Every transaction in Seedr is recorded in integer pence. No floating point nonsense. No rounding errors that compound over thousands of tips. Why? Because we're building toward Payment Institution authorisation by 2028. When that happens, the audit trail has to be bulletproof. A regulator shouldn't have to ask a single question about how a transaction landed in someone's account.
That's why the platform fee structure exists the way it does. Standalone creators pay 5%. But if you're part of Foundr, the fee drops to 1.5% for Free members, 1% for Pro. That's baked into the schema. There's a single source of truth. Not scattered across spreadsheets or different codebases. One place. supabase/functions/_shared/fees.ts. When a tip comes in, the fee is calculated the same way, every time.
The three-line integration only works because the backend is right. Creators can embed a button with confidence knowing that money will move correctly, every time, every week.
Who this solves for, and how we found them first
Our beachhead is faith creators. Church communities. Christian content makers on Streamr. These are people who weren't asking for a Patreon alternative. They were asking for a way to accept support without friction, without a monthly commitment from their audience.
A pastor streaming a sermon on Streamr. A church musician posting on Giggl. A Christian author sharing work on Foundr. Their audiences want to support them. But not with a monthly subscription. With a tip. Right now. After something resonates.
The three-line embedding matters to them because they're often not engineers.
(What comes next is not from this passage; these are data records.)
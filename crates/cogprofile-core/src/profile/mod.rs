use serde::{Deserialize, Serialize};
use thiserror::Error;

use crate::heuristics::{HeuristicConfig, ScoreAdjustment};
use crate::llm::ProviderKind;
use crate::parser::{ScoreSource, Section};
use crate::prompts::DEFAULT_MAX_INPUT_CHARS;

pub mod service;

pub use service::ProfileService;

/// Knobs for the profiling pipeline. Loaded from the `[profile]` config table.
#[derive(Debug, Clone, PartialEq, Eq, Serialize, Deserialize)]
#[serde(default)]
pub struct ProfileOptions {
    /// Score reported when an analysis response carries no number.
    pub analysis_fallback: u8,
    /// Per-dimension score used when an originality dimension is missing.
    pub originality_fallback: u8,
    /// AI probability reported when a detection response carries no number.
    pub detection_fallback: u8,
    pub max_input_chars: usize,
    pub heuristics: HeuristicConfig,
}

impl Default for ProfileOptions {
    fn default() -> Self {
        Self {
            analysis_fallback: 75,
            originality_fallback: 50,
            detection_fallback: 50,
            max_input_chars: DEFAULT_MAX_INPUT_CHARS,
            heuristics: HeuristicConfig::default(),
        }
    }
}

/// Errors surfaced to callers of [`ProfileService`].
#[derive(Debug, Error)]
pub enum ServiceError {
    #[error("input text is empty")]
    EmptyInput,
    #[error("rewrite instructions are empty")]
    EmptyInstructions,
    #[error("{provider} service unavailable: {message}")]
    Unavailable {
        provider: ProviderKind,
        message: String,
    },
    #[error("invalid configuration: {0}")]
    Configuration(String),
}

/// Cognitive-profile result for a single text.
#[derive(Debug, Clone, Serialize, Deserialize)]
pub struct AnalysisReport {
    pub provider: ProviderKind,
    pub score: u8,
    pub score_source: ScoreSource,
    pub adjustment: ScoreAdjustment,
    pub summary: Option<String>,
    pub sections: Vec<Section>,
    pub cleaned: String,
    pub raw_response: String,
    pub input_chars: usize,
}

#[derive(Debug, Clone, PartialEq, Eq, Serialize, Deserialize)]
pub struct DimensionScore {
    pub name: String,
    pub score: u8,
    pub source: ScoreSource,
}

/// Originality meter: per-dimension scores averaged into one number.
#[derive(Debug, Clone, Serialize, Deserialize)]
pub struct OriginalityReport {
    pub provider: ProviderKind,
    pub dimensions: Vec<DimensionScore>,
    /// Rounded mean of the dimension scores, after heuristic adjustment.
    pub overall: u8,
    pub adjustment: ScoreAdjustment,
    pub cleaned: String,
    pub raw_response: String,
}

#[derive(Debug, Clone, Copy, PartialEq, Eq, Serialize, Deserialize)]
#[serde(rename_all = "snake_case")]
pub enum ComparisonWinner {
    A,
    B,
    Tie,
}

impl ComparisonWinner {
    pub fn from_scores(a: u8, b: u8) -> Self {
        match a.cmp(&b) {
            std::cmp::Ordering::Greater => ComparisonWinner::A,
            std::cmp::Ordering::Less => ComparisonWinner::B,
            std::cmp::Ordering::Equal => ComparisonWinner::Tie,
        }
    }
}

#[derive(Debug, Clone, Serialize, Deserialize)]
pub struct DocumentScore {
    pub label: String,
    pub score: u8,
    pub source: ScoreSource,
    pub adjustment: ScoreAdjustment,
}

#[derive(Debug, Clone, Serialize, Deserialize)]
pub struct ComparisonReport {
    pub provider: ProviderKind,
    pub document_a: DocumentScore,
    pub document_b: DocumentScore,
    pub winner: ComparisonWinner,
    pub cleaned: String,
    pub raw_response: String,
}

#[derive(Debug, Clone, Copy, PartialEq, Eq, Serialize, Deserialize)]
#[serde(rename_all = "snake_case")]
pub enum DetectionVerdict {
    LikelyAi,
    Uncertain,
    LikelyHuman,
}

impl DetectionVerdict {
    pub fn from_probability(probability: u8) -> Self {
        match probability {
            70..=u8::MAX => DetectionVerdict::LikelyAi,
            0..=30 => DetectionVerdict::LikelyHuman,
            _ => DetectionVerdict::Uncertain,
        }
    }
}

#[derive(Debug, Clone, Serialize, Deserialize)]
pub struct DetectionReport {
    pub provider: ProviderKind,
    pub ai_probability: u8,
    pub source: ScoreSource,
    pub verdict: DetectionVerdict,
    pub cleaned: String,
    pub raw_response: String,
}

#[derive(Debug, Clone, Serialize, Deserialize)]
pub struct RewriteResult {
    pub provider: ProviderKind,
    pub instructions: String,
    pub text: String,
    pub original_chars: usize,
    pub rewritten_chars: usize,
    pub raw_response: String,
}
They're creators. They work with developers, yes, but they don't want to be bottlenecked by integration work. They want to turn it on and move on.
That's how we tested it early. We put SeedrButton in front of these creators first, watched how they used it, and only when we saw them embedding it without asking questions did we know we'd got the design right.
The weekly payout, the analytics dashboard, the web profile
SeedrButton is one surface. But Seedr has three. Every creator gets a web profile at seedr.app/@handle. A clean, personal landing page where fans can send tips, see the creator's profile, understand who they're supporting. No branding friction. No MRVL logo noise. Just the creator.
The creator dashboard is where the money story lives. You see every tip that came in. You see which fans tipped. You see the arc of your earnings over weeks. And every Monday morning, if you've hit the £20 minimum payout threshold, money moves to your bank account via Stripe Connect. No waiting for a monthly cycle. No surprise holds. Just predictable, weekly payouts.
For creators on Foundr, there's Creator Pro. £4.99 a month or £39.99 a year. It unlocks deeper analytics. Branded customisation. The tools that creators who've been tipped consistently want to go deeper with their data. But Seedr itself is free to set up. The cost is the platform fee. You only pay when someone tips you.
Why we're not FCA-authorised yet, and why that matters less than you'd think
I see this question come up: if you're aiming for Payment Institution authorisation, why launch now? The answer is that Stripe Connect is already FCA-authorised. We're running on its licence, which means the money side is solid. What we're building toward is our own licence, our own phase 3. That's coming by 2028. But right now, creators are getting paid correctly, fans are sending tips securely, and the audit trail is clean enough that regulators won't blink when we apply.
The schema is FCA-ready. The fees are auditable. The transactions are in pence, not floating point. Everything we do now is a rehearsal for the day we hold our own payment licence. That's why the integration is clean. That's why the backend was designed first. We're not building fast and loose. We're building for regulation, which means we're building to last.
If you're building an app in the MRVL ecosystem and you want to let your audience support you with a single moment, what's stopping you from embedding a button that takes three lines?